You can’t come to The Netherlands without knowing something about its history. Your fellow Dutch students will certainly appreciate it if you try to grasp it, even if you mix up everything!
Origins of the Netherlands
The Dutch, as a nation, first came to the forefront of history in the 16th century when they fought the Eighty Years' War for independence from Spain. The south of the country, today’s Belgium, remained a Spanish possession. The north declared itself The Republic of the Seven United Netherlands and contemporary provinces in the Netherlands are a result of this. But wait, aren’t there twelve provinces nowadays? Yes, very good, during the course of history the Dutch created two more out of conquered lands from the south (Brabant and Limburg), one already existed and was made official (Drenthe), one was split in two (Holland) and, believe it or not, they built a new one in the sea!

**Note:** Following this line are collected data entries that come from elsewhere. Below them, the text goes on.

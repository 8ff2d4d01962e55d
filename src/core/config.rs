use std::path::{Path, PathBuf};
use std::time::Duration;

use serde::{Deserialize, Serialize};

use crate::core::credentials::TokenSource;

/// Environment variable consulted when no token file is readable
pub const TOKEN_ENV_VAR: &str = "ZENODO_ACCESS_TOKEN";

/// Boot parameters every run starts from
pub const DEFAULT_BOOT_PARAMETERS: [&str; 1] = ["iommu=pt"];

/// Configuration for one experiment run
#[derive(Debug, Clone, Serialize, Deserialize)]
pub struct ExperimentConfig {
    /// Human-readable experiment name (logging only)
    pub experiment_name: String,
    /// Load generator node
    pub node: String,
    /// Global variables document (YAML or JSON)
    pub global_vars: PathBuf,
    /// OS image applied before the run
    pub image: String,
    /// Kernel boot parameters, duplicates allowed
    pub boot_parameters: Vec<String>,
    /// Loop over hardware threads instead of physical cores
    pub enable_hyperthreading: bool,
    /// Upper bound for the loop series
    pub loop_max: Option<i64>,
    /// Script executed once after reboot
    pub setup_script: PathBuf,
    /// Script executed once per loop iteration
    pub workload_script: PathBuf,
    /// Deposit settings
    pub publish: PublishConfig,
    /// Results root on the testbed controller
    pub results_root: PathBuf,
    /// Local submission tree the manifest is written into
    pub submission_root: PathBuf,
    /// Control-plane settings
    pub remote: RemoteConfig,
}

/// Deposit settings
#[derive(Debug, Clone, Serialize, Deserialize)]
pub struct PublishConfig {
    /// Publish results to the archival service
    pub enabled: bool,
    /// Token file tried before the environment
    pub token_file: Option<PathBuf>,
    /// Environment variable tried after the token file
    pub token_env: String,
    pub license: String,
    pub access_right: String,
}

/// Control-plane settings
#[derive(Debug, Clone, Serialize, Deserialize)]
pub struct RemoteConfig {
    /// `pos` client executable
    pub pos_binary: String,
    /// Deadline for control calls (free, allocate, show, variables, metadata)
    pub timeout_secs: u64,
    /// Deadline for calls that wait on the node (image, reboot, scripts, plots, upload)
    pub long_running_timeout_secs: u64,
}

impl Default for ExperimentConfig {
    fn default() -> Self {
        Self {
            experiment_name: "stress-energy".to_string(),
            node: String::new(),
            global_vars: PathBuf::from("variables/global.yml"),
            image: "debian-bookworm".to_string(),
            boot_parameters: DEFAULT_BOOT_PARAMETERS.iter().map(|p| p.to_string()).collect(),
            enable_hyperthreading: false,
            loop_max: None,
            setup_script: PathBuf::from("loadgen/setup.sh"),
            workload_script: PathBuf::from("loadgen/loadgen.sh"),
            publish: PublishConfig::default(),
            results_root: PathBuf::from("/srv/testbed/results"),
            submission_root: PathBuf::from("submission"),
            remote: RemoteConfig::default(),
        }
    }
}

impl Default for PublishConfig {
    fn default() -> Self {
        Self {
            enabled: false,
            token_file: Some(expand_home(Path::new("~/.secrets/zenodo_sandbox_token"))),
            token_env: TOKEN_ENV_VAR.to_string(),
            license: "CC-BY-4.0".to_string(),
            access_right: "open".to_string(),
        }
    }
}

impl Default for RemoteConfig {
    fn default() -> Self {
        Self {
            pos_binary: "pos".to_string(),
            timeout_secs: 30,
            long_running_timeout_secs: 4 * 60 * 60,
        }
    }
}

impl RemoteConfig {
    pub fn control_timeout(&self) -> Duration {
        Duration::from_secs(self.timeout_secs)
    }

    pub fn long_running_timeout(&self) -> Duration {
        Duration::from_secs(self.long_running_timeout_secs)
    }
}

impl PublishConfig {
    /// Credential sources in resolution order
    pub fn token_sources(&self) -> Vec<TokenSource> {
        let mut sources = Vec::new();
        if let Some(path) = &self.token_file {
            sources.push(TokenSource::File(path.clone()));
        }
        sources.push(TokenSource::Env(self.token_env.clone()));
        sources
    }
}

/// Leaderboard aggregation settings
#[derive(Debug, Clone, Serialize, Deserialize)]
pub struct LeaderboardConfig {
    /// Output document
    pub output: PathBuf,
    /// List a local tree instead of the repository API
    pub local_root: Option<PathBuf>,
    /// Runs fetched at once
    pub concurrency: usize,
    /// Deadline per repository API request
    pub request_timeout_secs: u64,
}

impl Default for LeaderboardConfig {
    fn default() -> Self {
        Self {
            output: PathBuf::from("docs/leaderboard.json"),
            local_root: None,
            concurrency: 8,
            request_timeout_secs: 30,
        }
    }
}

/// Replace a leading `~` with `$HOME`
pub fn expand_home(path: &Path) -> PathBuf {
    match (path.strip_prefix("~"), std::env::var_os("HOME")) {
        (Ok(rest), Some(home)) => PathBuf::from(home).join(rest),
        _ => path.to_path_buf(),
    }
}

#[cfg(test)]
mod tests {
    use super::*;

    #[test]
    fn test_defaults() {
        let config = ExperimentConfig::default();
        assert_eq!(config.boot_parameters, vec!["iommu=pt".to_string()]);
        assert_eq!(config.remote.control_timeout(), Duration::from_secs(30));
        assert!(!config.publish.enabled);
    }

    #[test]
    fn test_token_sources_order() {
        let publish = PublishConfig {
            token_file: Some(PathBuf::from("/tmp/token")),
            ..PublishConfig::default()
        };
        let sources = publish.token_sources();
        assert_eq!(sources[0], TokenSource::File(PathBuf::from("/tmp/token")));
        assert_eq!(sources[1], TokenSource::Env(TOKEN_ENV_VAR.to_string()));

        let no_file = PublishConfig {
            token_file: None,
            ..PublishConfig::default()
        };
        assert_eq!(no_file.token_sources().len(), 1);
    }

    #[test]
    fn test_expand_home_leaves_plain_paths() {
        assert_eq!(expand_home(Path::new("/etc/token")), PathBuf::from("/etc/token"));
    }
}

After independence, in the 17th century, Dutch trade, science, art and navy were amongst the top of the world. During this period the Dutch also expanded their horizon globally and they have been traveling around the world ever since. New York neighborhoods like Harlem (Haarlem) and Brooklyn (Breukelen) are a legacy of the Dutch presence there. The main goal of Dutch expansion has been to establish new trade routes; it is and always has been a trading nation. Therefore, its people have always had an international orientation. Today this can be observed by the fact that most people in the Netherlands speak English. This has huge benefits since you don’t have to learn Dutch to get around, though it will be appreciated if you try.
Originally a republic, the country was transformed into a monarchy after the Napoleonic Wars, the throne was occupied by the House of Orange which had played an important symbolic role in the Eighty Years’ War. This is why the Dutch football team, and its supporters, are dressed in orange.

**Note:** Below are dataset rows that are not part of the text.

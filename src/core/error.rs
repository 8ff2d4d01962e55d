use std::path::PathBuf;

use thiserror::Error;

use crate::core::remote::RemoteError;
use crate::instances::common::DocumentError;
use crate::submission::manifest::ManifestError;

/// Error type for experiment phases
#[derive(Debug, Error)]
pub enum ExperimentError {
    /// A control-plane call failed
    #[error(transparent)]
    Remote(#[from] RemoteError),
    /// A required local file is absent
    #[error("Required file not found: {}", .0.display())]
    MissingLocalFile(PathBuf),
    /// A local configuration document could not be loaded
    #[error(transparent)]
    Document(#[from] DocumentError),
    /// Writing the submission failed
    #[error(transparent)]
    Manifest(#[from] ManifestError),
    /// A phase ran before the state it depends on existed
    #[error("Invalid state: {0}")]
    InvalidState(String),
}

impl ExperimentError {
    /// Process exit status for an aborted run
    pub fn exit_code(&self) -> u8 {
        match self {
            ExperimentError::MissingLocalFile(_) => 2,
            _ => 1,
        }
    }
}
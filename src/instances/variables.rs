use std::path::Path;
use std::sync::Arc;
use std::time::Duration;

use log::debug;
use serde_json::Value;

use crate::core::error::ExperimentError;
use crate::core::remote::{RemoteError, RemotePlane};
use crate::instances::common::{bounded, load_document};
use crate::instances::topology::LoopVariableSet;

/// Where pushed variables apply
#[derive(Debug, Clone, Copy, PartialEq, Eq)]
pub enum VariableScope {
    /// Visible to every command of the allocation
    Global,
    /// One value per loop iteration
    Loop,
}

/// Pushes variable documents to a node's allocation
pub struct VariableInjector {
    plane: Arc<dyn RemotePlane>,
    timeout: Duration,
}

impl VariableInjector {
    pub fn new(plane: Arc<dyn RemotePlane>, timeout: Duration) -> Self {
        Self { plane, timeout }
    }

    /// Push an in-memory payload
    pub async fn push(&self, node: &str, payload: &Value, scope: VariableScope) -> Result<(), RemoteError> {
        let (as_global, as_loop) = match scope {
            VariableScope::Global => (true, false),
            VariableScope::Loop => (false, true),
        };
        bounded(
            "set_variables",
            self.timeout,
            self.plane.set_variables(node, payload, as_global, as_loop),
        )
        .await
    }

    /// Load a YAML/JSON document and push it as global variables
    pub async fn push_globals_from(&self, node: &str, path: &Path) -> Result<(), ExperimentError> {
        let document = load_document(path)?;
        self.push(node, &document, VariableScope::Global).await?;
        debug!("Set variables from {} (global=true loop=false)", path.display());
        Ok(())
    }

    /// Push the loop series
    pub async fn push_loop(&self, node: &str, loop_vars: &LoopVariableSet) -> Result<(), RemoteError> {
        let payload = loop_vars.to_payload();
        self.push(node, &payload, VariableScope::Loop).await?;
        debug!("Loop Vars: {}", payload);
        Ok(())
    }
}

#[cfg(test)]
mod tests {
    use super::*;
    use crate::core::remote::MockRemotePlane;
    use crate::instances::topology::LoopDimension;
    use serde_json::json;
    use std::fs;

    #[tokio::test]
    async fn test_globals_pushed_as_global_json() {
        let dir = tempfile::tempdir().unwrap();
        let path = dir.path().join("global.yml");
        fs::write(&path, "stress_timeout: 60\n").unwrap();

        let mut plane = MockRemotePlane::new();
        plane
            .expect_set_variables()
            .withf(|node, payload, as_global, as_loop| {
                node == "n1" && *payload == json!({"stress_timeout": 60}) && *as_global && !*as_loop
            })
            .times(1)
            .returning(|_, _, _, _| Ok(()));

        let injector = VariableInjector::new(Arc::new(plane), Duration::from_secs(1));
        injector.push_globals_from("n1", &path).await.unwrap();
    }

    #[tokio::test]
    async fn test_loop_series_pushed_as_loop() {
        let mut plane = MockRemotePlane::new();
        plane
            .expect_set_variables()
            .withf(|_, payload, as_global, as_loop| {
                *payload == json!({"cores": [1, 2, 3]}) && !*as_global && *as_loop
            })
            .times(1)
            .returning(|_, _, _, _| Ok(()));

        let injector = VariableInjector::new(Arc::new(plane), Duration::from_secs(1));
        let loop_vars = LoopVariableSet {
            dimension: LoopDimension::Cores,
            series: vec![1, 2, 3],
        };
        injector.push_loop("n1", &loop_vars).await.unwrap();
    }

    #[tokio::test]
    async fn test_broken_document_never_reaches_remote() {
        let dir = tempfile::tempdir().unwrap();
        let path = dir.path().join("global.json");
        fs::write(&path, "{").unwrap();

        let injector = VariableInjector::new(Arc::new(MockRemotePlane::new()), Duration::from_secs(1));
        let result = injector.push_globals_from("n1", &path).await;
        assert!(matches!(result, Err(ExperimentError::Document(_))));
    }
}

Sticking to trade the Dutch tried to remain neutral in Europe’s power politics during the 19th and 20th century. This worked in the First World War, but the country was conquered by the Germans during the Second. Already a fervent promoter of international cooperation because of its dependence on exports, the Netherlands joined the European Coal and Steel Community after the war, the first of the European Union’s predecessors, as one of its six original founders. Though, the country did drop its policy of neutrality when it joined the NATO. No commies here! (Except for the hippie students in the sixties)

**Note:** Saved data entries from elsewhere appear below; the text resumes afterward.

//! CPU topology detection and loop sizing.

use std::fmt::{self, Display};
use std::sync::Arc;
use std::time::Duration;

use log::{debug, warn};
use serde::{Deserialize, Serialize};
use serde_json::{json, Value};

use crate::core::remote::{RemoteError, RemotePlane};
use crate::instances::common::bounded;
use crate::submission::hardware::normalize_processors;

/// Quantity the workload loop iterates over
#[derive(Debug, Clone, Copy, PartialEq, Eq, Serialize, Deserialize)]
#[serde(rename_all = "lowercase")]
pub enum LoopDimension {
    Cores,
    Threads,
}

impl Display for LoopDimension {
    fn fmt(&self, f: &mut fmt::Formatter<'_>) -> fmt::Result {
        match self {
            LoopDimension::Cores => f.write_str("cores"),
            LoopDimension::Threads => f.write_str("threads"),
        }
    }
}

/// Summed processor counts of a node
#[derive(Debug, Clone, Copy, PartialEq, Eq, Default, Serialize, Deserialize)]
pub struct CpuTopology {
    pub cores: u32,
    pub threads: u32,
}

impl CpuTopology {
    /// Sum cores and threads over every processor of a node description.
    ///
    /// Accepts either `{<node>: {...}}` or the node entry itself.
    pub fn from_node_info(node: &str, info: &Value) -> Self {
        let entry = info.get(node).unwrap_or(info);
        normalize_processors(entry)
            .iter()
            .fold(CpuTopology::default(), |acc, p| CpuTopology {
                cores: acc.cores.saturating_add(p.cores),
                threads: acc.threads.saturating_add(p.threads),
            })
    }
}

/// Per-iteration loop variables
#[derive(Debug, Clone, PartialEq, Eq, Serialize, Deserialize)]
pub struct LoopVariableSet {
    pub dimension: LoopDimension,
    /// Always `[1..=N]` with `N >= 1`
    pub series: Vec<u32>,
}

/// Return `[1, 2, ..., n]`; non-positive counts clamp to `[1]`
pub fn make_series(n: i64) -> Vec<u32> {
    let n = n.clamp(1, u32::MAX as i64) as u32;
    (1..=n).collect()
}

impl LoopVariableSet {
    /// Size the loop from detected topology.
    ///
    /// Threads are used only when requested and detected; a positive `cap`
    /// lowers the count but never raises it.
    pub fn plan(topology: CpuTopology, want_threads: bool, cap: Option<i64>) -> Self {
        let dimension = if want_threads && topology.threads > 0 {
            LoopDimension::Threads
        } else {
            if want_threads {
                warn!("HT requested but no thread count; using cores.");
            }
            LoopDimension::Cores
        };

        let detected = match dimension {
            LoopDimension::Threads => topology.threads,
            LoopDimension::Cores => topology.cores,
        } as i64;
        let count = match cap {
            Some(cap) if cap > 0 => detected.min(cap),
            _ => detected,
        };

        Self {
            dimension,
            series: make_series(count),
        }
    }

    pub fn len(&self) -> usize {
        self.series.len()
    }

    pub fn is_empty(&self) -> bool {
        self.series.is_empty()
    }

    /// Variables document; the workload script reads the series as `cores`
    pub fn to_payload(&self) -> Value {
        json!({ "cores": self.series })
    }
}

/// Reads a node's processor topology from the control plane
pub struct TopologyDetector {
    plane: Arc<dyn RemotePlane>,
    timeout: Duration,
}

impl TopologyDetector {
    pub fn new(plane: Arc<dyn RemotePlane>, timeout: Duration) -> Self {
        Self { plane, timeout }
    }

    pub async fn detect(&self, node: &str) -> Result<CpuTopology, RemoteError> {
        let info = bounded("show", self.timeout, self.plane.show(node)).await?;
        let topology = CpuTopology::from_node_info(node, &info);
        debug!(
            "Detected CPU topology: cores={} threads={}",
            topology.cores, topology.threads
        );
        Ok(topology)
    }
}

Today the Dutch are still travelling the world. Dutch people can be found everywhere, most to the annoyance of their own countrymen; just when you think you’re on vacation your hotel neighbours greet you in Dutch! They are still trading, over two thirds of the country’s GDP is derived from exports. And they are still trying to keep their feet dry, as last big flood was back in 1953.
All this can be used to describe The Netherlands, but the people and the land have an immensely rich history which can only be fully experienced coming to the country itself.